■ **Exercise objective**
Set down the data that follows, exactly and completely.

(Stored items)
━━━━━━━━━━━━━━━━━━━━━━━━━━━━━━
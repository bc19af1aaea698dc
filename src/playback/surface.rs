use super::EventSink;
use crate::errors::PlaybackResult;

/// Where the stream is rendered
///
/// A surface reports `MetadataLoaded`, `Error` and `Ended` through the sink
/// passed to [`MediaSurface::set_source`].
pub trait MediaSurface: Send {
    /// Whether HLS playlists can be handed to the surface without an engine
    fn supports_native_hls(&self) -> bool;

    /// Drop the current source and return to an empty state
    fn reset(&mut self);

    fn set_source(&mut self, url: &str, events: EventSink) -> PlaybackResult<()>;

    /// Request playback; refusal is reported as `AutoplayBlocked`
    fn play(&mut self) -> PlaybackResult<()>;

    /// Current playback position in seconds
    fn position(&self) -> f64;

    fn seek(&mut self, position: f64);
}
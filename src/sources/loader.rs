use std::path::Path;
use std::sync::Arc;
use tracing::{debug, info};

use super::m3u::M3uParser;
use crate::cache::ChannelCache;
use crate::errors::{AppResult, SourceError};
use crate::models::Channel;
use crate::utils::http_client::HttpFetcher;
use crate::utils::url::UrlUtils;

/// Fetch + parse pipeline with a cache in front of the network
///
/// Remote playlists are looked up in the cache first and cached after a
/// successful parse. Local files are always read fresh.
pub struct PlaylistLoader {
    fetcher: Arc<dyn HttpFetcher>,
    cache: Arc<ChannelCache>,
}

impl PlaylistLoader {
    pub fn new(fetcher: Arc<dyn HttpFetcher>, cache: Arc<ChannelCache>) -> Self {
        Self { fetcher, cache }
    }

    pub fn cache(&self) -> &Arc<ChannelCache> {
        &self.cache
    }

    /// Load every channel from a playlist URL or local file path
    pub async fn load(&self, source: &str) -> AppResult<Vec<Channel>> {
        let display_source = UrlUtils::obfuscate_credentials(source);

        if UrlUtils::is_valid(source) {
            if let Some(cached) = self.cache.get_channels(source).await {
                debug!("Using cached playlist for {}", display_source);
                return Ok(cached);
            }

            let content = self.fetcher.fetch_text(source).await?;
            let channels = self.parse(&display_source, &content);

            // An empty result is not cached so a later attempt refetches
            if !channels.is_empty() {
                self.cache.set_channels(source, &channels).await;
            }
            return Ok(channels);
        }

        let path = Path::new(source);
        if path.is_file() {
            info!("Reading playlist from file: {}", path.display());
            let bytes = tokio::fs::read(path)
                .await
                .map_err(|e| SourceError::Decode {
                    message: format!("Failed to read {}: {e}", path.display()),
                })?;
            let content = String::from_utf8_lossy(&bytes);
            return Ok(self.parse(&display_source, &content));
        }

        Err(SourceError::InvalidUrl { url: display_source }.into())
    }

    fn parse(&self, source: &str, content: &str) -> Vec<Channel> {
        M3uParser::new(source).parse(content).channels
    }
}
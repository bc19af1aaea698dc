use async_trait::async_trait;
use tokio::sync::RwLock;

use super::{Entries, KeyValueStorage};
use crate::errors::StorageResult;

/// Volatile storage, used when no cache directory is wanted and in tests
#[derive(Debug)]
pub struct MemoryStorage {
    entries: RwLock<Entries>,
}

impl MemoryStorage {
    pub fn new(capacity_bytes: usize) -> Self {
        Self {
            entries: RwLock::new(Entries::new(capacity_bytes)),
        }
    }
}

#[async_trait]
impl KeyValueStorage for MemoryStorage {
    async fn get(&self, key: &str) -> StorageResult<Option<String>> {
        Ok(self.entries.read().await.get(key))
    }

    async fn set(&self, key: &str, value: &str) -> StorageResult<()> {
        self.entries.write().await.set(key, value)
    }

    async fn remove(&self, key: &str) -> StorageResult<()> {
        self.entries.write().await.remove(key);
        Ok(())
    }

    async fn key(&self, index: usize) -> Option<String> {
        self.entries.read().await.key(index)
    }

    async fn keys(&self) -> Vec<String> {
        self.entries.read().await.keys()
    }

    async fn len(&self) -> usize {
        self.entries.read().await.len()
    }
}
━━━━━━━━━━━━━━━━━━━━━━━━━━━━━━
■ **Result of this exercise**
repository bc19af1aaea698dc
filename src/playback/surface.rs
use super::EventSink;
use crate::errors::PlaybackResult;

/// Where the stream is rendered
///
/// A surface reports `MetadataLoaded`, `Error` and `Ended` through the sink
/// passed to [`MediaSurface::set_source`].
pub trait MediaSurface: Send {
    /// Whether HLS playlists can be handed to the surface without an engine
    fn supports_native_hls(&self) -> bool;

    /// Drop the current source and return to an empty state
    fn reset(&mut self);

    fn set_source(&mut self, url: &str, events: EventSink) -> PlaybackResult<()>;

    /// Request playback; refusal is reported as `AutoplayBlocked`
    fn play(&mut self) -> PlaybackResult<()>;

    /// Current playback position in seconds
    fn position(&self) -> f64;

    fn seek(&mut self, position: f64);
}
filename src/sources/loader.rs
use std::path::Path;
use std::sync::Arc;
use tracing::{debug, info};

use super::m3u::M3uParser;
use crate::cache::ChannelCache;
use crate::errors::{AppResult, SourceError};
use crate::models::Channel;
use crate::utils::http_client::HttpFetcher;
use crate::utils::url::UrlUtils;

/// Fetch + parse pipeline with a cache in front of the network
///
/// Remote playlists are looked up in the cache first and cached after a
/// successful parse. Local files are always read fresh.
pub struct PlaylistLoader {
    fetcher: Arc<dyn HttpFetcher>,
    cache: Arc<ChannelCache>,
}

impl PlaylistLoader {
    pub fn new(fetcher: Arc<dyn HttpFetcher>, cache: Arc<ChannelCache>) -> Self {
        Self { fetcher, cache }
    }

    pub fn cache(&self) -> &Arc<ChannelCache> {
        &self.cache
    }

    /// Load every channel from a playlist URL or local file path
    pub async fn load(&self, source: &str) -> AppResult<Vec<Channel>> {
        let display_source = UrlUtils::obfuscate_credentials(source);

        if UrlUtils::is_valid(source) {
            if let Some(cached) = self.cache.get_channels(source).await {
                debug!("Using cached playlist for {}", display_source);
                return Ok(cached);
            }

            let content = self.fetcher.fetch_text(source).await?;
            let channels = self.parse(&display_source, &content);

            // An empty result is not cached so a later attempt refetches
            if !channels.is_empty() {
                self.cache.set_channels(source, &channels).await;
            }
            return Ok(channels);
        }

        let path = Path::new(source);
        if path.is_file() {
            info!("Reading playlist from file: {}", path.display());
            let bytes = tokio::fs::read(path)
                .await
                .map_err(|e| SourceError::Decode {
                    message: format!("Failed to read {}: {e}", path.display()),
                })?;
            let content = String::from_utf8_lossy(&bytes);
            return Ok(self.parse(&display_source, &content));
        }

        Err(SourceError::InvalidUrl { url: display_source }.into())
    }

    fn parse(&self, source: &str, content: &str) -> Vec<Channel> {
        M3uParser::new(source).parse(content).channels
    }
}
repository bc19af1aaea698dc
use async_trait::async_trait;
use tokio::sync::RwLock;

use super::{Entries, KeyValueStorage};
use crate::errors::StorageResult;

/// Volatile storage, used when no cache directory is wanted and in tests
#[derive(Debug)]
pub struct MemoryStorage {
    entries: RwLock<Entries>,
}

impl MemoryStorage {
    pub fn new(capacity_bytes: usize) -> Self {
        Self {
            entries: RwLock::new(Entries::new(capacity_bytes)),
        }
    }
}

#[async_trait]
impl KeyValueStorage for MemoryStorage {
    async fn get(&self, key: &str) -> StorageResult<Option<String>> {
        Ok(self.entries.read().await.get(key))
    }

    async fn set(&self, key: &str, value: &str) -> StorageResult<()> {
        self.entries.write().await.set(key, value)
    }

    async fn remove(&self, key: &str) -> StorageResult<()> {
        self.entries.write().await.remove(key);
        Ok(())
    }

    async fn key(&self, index: usize) -> Option<String> {
        self.entries.read().await.key(index)
    }

    async fn keys(&self) -> Vec<String> {
        self.entries.read().await.keys()
    }

    async fn len(&self) -> usize {
        self.entries.read().await.len()
    }
}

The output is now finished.